Hormis cet incident, Le Manifeste L'oiseau liberté – soit sept titres – et Le Manifeste prélude Acte II – soit trois titres - sortent donc sans promo. Le premier est un disque de deuil et de prise de conscience, souvent foudroyant et ouvert comme une plaie. Dedans se niche sans conteste la plus belle chanson post-Bataclan. Elle se nomme les Enfants paradis. Elle est touchée par la grâce. Lyrisme d'un piano aussi enveloppant que déchirant. Et ces mots, pleins de larmes ravalées, pour ne jamais oublier. "Ils étaient des familles, ils étaient des amis/Ils étaient ce qui brille dans le ciel de la nuit/ Ils étaient amoureux, ceux qui se sont blottis/ L'un contre l'autre, à deux contre la tyrannie".

Juste avant cette piste dont l'écoute ne laisse pas indemne, un autre texte saisissant en lien avec les attentats qui ont touché Paris. Celui de Tous les gamins du monde, hommage à Charlie Hebdo et qui invite à ne pas courber l'échine. "À l'encre du crayon, à l'encre de de ma plume/A l'encre de nos yeux, au combat sous l'enclume/Menacé mais libre, toujours et contre tout/Que rien jamais ne mettra ma France à nos genoux".

Brûlée d'une flamme intérieure, portée par des chœurs prenant des allures d'hymne et d'une guitare rythmant une marche fédératrice, la chanson les Enfants lune dégage une puissance symptomatique d'un air du temps révolté. Pensée de la rébellion traversée par des idéaux libertaires ("Nos posons des bouquets à ce pays de croix/Nous cherchons un abri pour Colombine et moi/Avec nous gueules peintes en blanc au vent du désespoir/Toujours le poing levé, le drapeau rouge et noir").

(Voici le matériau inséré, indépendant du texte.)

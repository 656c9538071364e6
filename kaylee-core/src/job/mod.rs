//! The job and the phase state machine that drives it.
//!
//! A job moves through its phases in a fixed order and never goes back:
//!
//! ```text
//! Start -> Map -> Shuffle -> Partition -> Reduce -> Collect -> Done
//! ```
//!
//! In `Map` and `Reduce`, fresh tasks are produced until the input is
//! exhausted. After that, as long as tasks of the phase are outstanding, every
//! request for work re-issues a uniformly random outstanding task. Idle
//! dispatch capacity is thus spent on stragglers, and a phase only ends once
//! its working set has fully drained. The [`TaskLedger`] takes care of
//! discarding the surplus results.

use std::{
    collections::HashMap,
    fmt,
    hash::Hash,
    iter::{Fuse, Peekable},
};

use anyhow::{bail, Context, Result};
use bytes::Bytes;
use rand::{rngs::StdRng, SeedableRng};
use serde::{de::DeserializeOwned, Serialize};
use tracing::{debug, info};

use crate::{
    codec::{Command, TaskTag},
    common::KeyValue,
    function::Registry,
    ledger::{Stage, TaskLedger},
    serializer::Serializer,
};

#[derive(Clone, Copy, PartialEq, Eq, PartialOrd, Ord, Hash, Debug)]
pub enum Phase {
    Start,
    Map,
    Shuffle,
    Partition,
    Reduce,
    Collect,
    Done,
}

impl fmt::Display for Phase {
    fn fmt(&self, f: &mut fmt::Formatter<'_>) -> fmt::Result {
        let name = match self {
            Phase::Start => "start",
            Phase::Map => "map",
            Phase::Shuffle => "shuffle",
            Phase::Partition => "partition",
            Phase::Reduce => "reduce",
            Phase::Collect => "collect",
            Phase::Done => "done",
        };
        f.write_str(name)
    }
}

/// A unit of work ready to be pushed to a worker.
#[derive(Clone, PartialEq, Eq, Debug)]
pub enum Task {
    Map { tag: TaskTag, value: Bytes },
    /// `values` is the serialized collection of intermediate values.
    Reduce { tag: TaskTag, values: Bytes },
}

impl Task {
    pub fn tag(&self) -> &TaskTag {
        match self {
            Task::Map { tag, .. } | Task::Reduce { tag, .. } => tag,
        }
    }

    pub fn into_command(self) -> Command {
        match self {
            Task::Map { tag, value } => Command::Map { task: tag, value },
            Task::Reduce { tag, values } => Command::Reduce { task: tag, values },
        }
    }
}

type Source = Box<dyn Iterator<Item = Result<KeyValue>> + Send>;

/// A MapReduce job: the functions to ship and the data to feed them.
///
/// The input is consumed lazily, one pair per dispatched map task.
pub struct Job<R> {
    serializer: Serializer,
    map: R,
    reduce: R,
    source: Source,
}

Au sein du court mais intense second opus, le discours se durcit, le phrasé devient plus mordant. Propos jusqu'au-boutiste où se bousculent la rage, la colère, le désenchantement et l'indocilité. Fièvre sèche et incandescente sur C'est la guerre, morceau dans lequel Saez déploie une vision désabusée du monde actuel. "Des bombes à l'Occident puis des bombes à l'Orient/Puis le sang sur la terre, oui de mon Bataclan/Peuple enculé Facebook toujours collaborant/Les enculés Twitter, ouais qui violent nos enfants". Lui qui a ramené une partie de la jeunesse vers les urnes (rappelez-vous la chanson Fils de France, sortie le lendemain du 21 avril 2002 et écrite en réaction à la présence de Jean-Marie Le Pen au second tour de la présidentielle) s'en prend à ceux qu'il accuse de se mettre en scène de manière ostentatoire en parangon de la vérité.

Avec Mon terroriste, Saez envoie des coups de gueule à destination des patrons, des financiers, des politiques, des médias. "Il est pas beur ou maghrébin/Pas pakistanais ou indien/ Mon terroriste (…) Il est plutôt vachement français/ Du genre courtier costume banquier/ Mon terroriste". Marteler ses idées, enfoncer des portes, secouer la société pour y introduire des principes absolus tels que la fraternité et la culture, porter la voix de ceux qui s'estiment discriminés : Saez ne désarme pas. Il n'a pas dit son dernier mot. La suite de son combat semble même imminente.